Léon Tolstoï, Guerre et paix, 1869, Épilogue, Deuxième partie, Chapitre 7, tr. fr. Boris de Schloezer, 1960, Le Club français du livre, p. 1417-18.
"En se contentant d'examiner uniquement les expressions de la volonté des personnages historiques qui prirent la forme d'ordres, les historiens ont admis que les événements dépendaient des ordres. Mais en examinant les événements eux-mêmes et le lien des personnages historiques avec les masses, nous avons trouvé que les personnages historiques et leurs ordres dépendent de l'événement. La preuve indubitable en est que si nombreux qu'aient été les ordres, l'événement ne s'accomplit pas en l'absence de causes autres que les ordres, mais qu'aussitôt qu'un événement se produit, quel qu'il soit, parmi toutes les volontés constamment exprimées il s'en trouvera qu'on pourra, selon leur sens et le moment, rapporter à l'événement comme l'ordre qui l'a causé.
Parvenus à cette conclusion, nous pouvons répondre nettement et avec certitude aux deux questions historiques essentielles
1/ Qu'est-ce que le pouvoir ?
2/ Quelle force dirige le mouvement des peuples ?
1/ Le pouvoir est un rapport entre un certain personnage connu et les autres hommes, rapport tel que ce personnage prend d'autant moins part à l'action qu'il exprime davantage d'opinions, de suppositions et de justifications, relativement à l'action commune en cours.
2/ Le mouvement des peuples ne résulte ni du pouvoir, ni de l'activité intellectuelle, ni même de la conjonction des deux, ainsi que le pensaient les historiens, niais de l'activité de TOUS les hommes qui prennent part à l'événement et qui s'associent toujours de telle sorte que ceux qui prennent la part la plus directe à l'événement, prennent le moins de responsabilité, et inversement.
Dans l'ordre moral, la cause de l'événement paraît être le pouvoir ; dans l'ordre physique ceux qui obéissent au pouvoir.

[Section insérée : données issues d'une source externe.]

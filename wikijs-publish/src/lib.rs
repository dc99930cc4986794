pub mod cli;
pub mod client;
pub mod load_config;
pub mod token;
pub mod transport;
pub mod vault;

pub use cli::{run, Cli, Commands};
use assert_cmd::Command;
use predicates::prelude::*;
use std::fs::write;
use tempfile::{NamedTempFile, TempDir};

/// Creates a config pointing at an unreachable wiki and a fresh vault.
fn create_minimal_config(vault: &TempDir) -> NamedTempFile {
    let config = NamedTempFile::new().expect("Creating temp config file failed");
    let yaml = format!(
        "wiki:\n  base_url: http://127.0.0.1:9\n  api_token: c2VjcmV0\nvault:\n  root: {}\npublish:\n  request_delay_ms: 0\n",
        vault.path().display()
    );
    write(config.path(), yaml).expect("Writing temp config failed");
    config
}

#[test]
fn help_lists_all_commands() {
    let mut cmd = Command::cargo_bin("wikijs-publish").expect("Binary exists");
    cmd.arg("--help");
    cmd.assert().success().stdout(
        predicate::str::contains("publish")
            .and(predicate::str::contains("publish-all"))
            .and(predicate::str::contains("check"))
            .and(predicate::str::contains("encrypt-token")),
    );
}

#[test]
fn missing_config_file_fails() {
    let mut cmd = Command::cargo_bin("wikijs-publish").expect("Binary exists");
    cmd.arg("check")
        .arg("--config")
        .arg("/definitely/not/here.yaml")
        .env_remove("WIKIJS_API_TOKEN");
    cmd.assert()
        .failure()
        .stderr(predicate::str::contains("Failed to read config file"));
}

#[test]
fn publish_all_with_nothing_marked_succeeds_without_network() {
    let vault = TempDir::new().expect("temp vault");
    write(vault.path().join("draft.md"), "---\nwikijs_publish: false\n---\nDraft").unwrap();
    let config = create_minimal_config(&vault);

    let mut cmd = Command::cargo_bin("wikijs-publish").expect("Binary exists");
    cmd.arg("publish-all")
        .arg("--config")
        .arg(config.path())
        .env_remove("WIKIJS_API_TOKEN");
    cmd.assert()
        .success()
        .stdout(predicate::str::contains("no notes are marked for publishing"));
}

#[test]
fn publish_failure_exits_non_zero_and_keeps_config_loadable() {
    let vault = TempDir::new().expect("temp vault");
    let note = vault.path().join("Ready.md");
    write(&note, "---\nwikijs_publish: true\n---\nBody").unwrap();
    let config = create_minimal_config(&vault);

    let mut cmd = Command::cargo_bin("wikijs-publish").expect("Binary exists");
    cmd.arg("publish")
        .arg("--config")
        .arg(config.path())
        .arg(&note)
        .env_remove("WIKIJS_API_TOKEN");
    cmd.assert()
        .failure()
        .stdout(predicate::str::contains("Ready.md: failed"))
        .stderr(predicate::str::contains("Failed to publish Ready.md"));

    let reloaded = wikijs_publish::load_config::load_config(config.path())
        .expect("config still parses after the settings flush");
    assert_eq!(reloaded.settings.base_url, "http://127.0.0.1:9");
    assert_eq!(reloaded.stored_token.as_deref(), Some("c2VjcmV0"));
}

#[test]
fn publish_of_unmarked_note_is_skipped_successfully() {
    let vault = TempDir::new().expect("temp vault");
    let note = vault.path().join("Draft.md");
    write(&note, "---\nwikijs_publish: yes\n---\nNot yet").unwrap();
    let config = create_minimal_config(&vault);

    let mut cmd = Command::cargo_bin("wikijs-publish").expect("Binary exists");
    cmd.arg("publish")
        .arg("--config")
        .arg(config.path())
        .arg(&note)
        .env_remove("WIKIJS_API_TOKEN");
    cmd.assert()
        .success()
        .stdout(predicate::str::contains("not marked"));
}

#[test]
fn encrypt_token_writes_blob_to_config() {
    let vault = TempDir::new().expect("temp vault");
    let config = create_minimal_config(&vault);

    let mut cmd = Command::cargo_bin("wikijs-publish").expect("Binary exists");
    cmd.arg("encrypt-token")
        .arg("--config")
        .arg(config.path())
        .arg("fresh-token")
        .env_remove("WIKIJS_API_TOKEN");
    cmd.assert().success().stdout(predicate::str::contains("Token stored"));

    let saved = std::fs::read_to_string(config.path()).unwrap();
    assert!(saved.contains("ZnJlc2gtdG9rZW4="), "saved config: {saved}");
    assert!(!saved.contains("fresh-token"));
}

use std::sync::{Arc, Mutex};
use tracing_subscriber::prelude::*; // needed for .with()
use tracing_subscriber::{layer::Context, Layer, Registry};

/// Custom Layer to collect emitted event messages.
struct EventCollector {
    events: Arc<Mutex<Vec<String>>>,
}

impl<S> Layer<S> for EventCollector
where
    S: tracing::Subscriber,
{
    fn on_event(&self, event: &tracing::Event<'_>, _ctx: Context<'_, S>) {
        use std::fmt::Write as FmtWrite;
        let mut msg = String::new();
        let _ = write!(&mut msg, "{:?}", event);
        self.events.lock().unwrap().push(msg);
    }
}

#[tokio::test]
async fn emits_trace_initialised_event() {
    let events = Arc::new(Mutex::new(Vec::new()));
    let collector = EventCollector {
        events: events.clone(),
    };
    let subscriber = Registry::default().with(collector);
    let _guard = tracing::subscriber::set_default(subscriber);

    use wikijs_publish::cli::{run, Cli, Commands};

    let cli = Cli {
        debug: false,
        command: Commands::Check {
            config: std::path::PathBuf::from("dummy.yaml"),
        },
    };

    let result = run(cli).await;
    assert!(result.is_err(), "dummy config should not load");

    let event_msgs = events.lock().unwrap();
    assert!(
        event_msgs.iter().any(|msg| msg.contains("trace_initialised")),
        "Expected a 'trace_initialised' trace event, got: {:?}",
        event_msgs
    );
}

Mais comme l'activité morale est impensable sans l'activité physique, la cause de l'événement ne se trouve ni dans l'une ni dans l'autre, elle se trouve uniquement dans la conjonction des deux."
Léon Tolstoï, Guerre et paix, 1869, Épilogue, Deuxième partie, Chapitre 7, tr. fr. Boris de Schloezer, 1960, Le Club français du livre, p. 1419.
"La causalité, c'est-à-dire le facteur de détermination d'un processus composé d'événements au sein duquel, toujours, un événement en cause un autre et peut être expliqué par lui, constitue vraisemblablement, dans le domaine des sciences historiques et politiques, une catégorie totalement déplacée et source de distorsion. Par eux-mêmes, des éléments ne sauraient causer quoi que ce soit. Ils ne deviennent les origines d'événements que s'ils se cristallisent soudainement en des formes fixes et définies, et à ce moment-là uniquement. Et c'est seulement alors qu'on peut en faire l'histoire à rebours. L'événement éclaire son propre passé, mais il ne saurait en être déduit.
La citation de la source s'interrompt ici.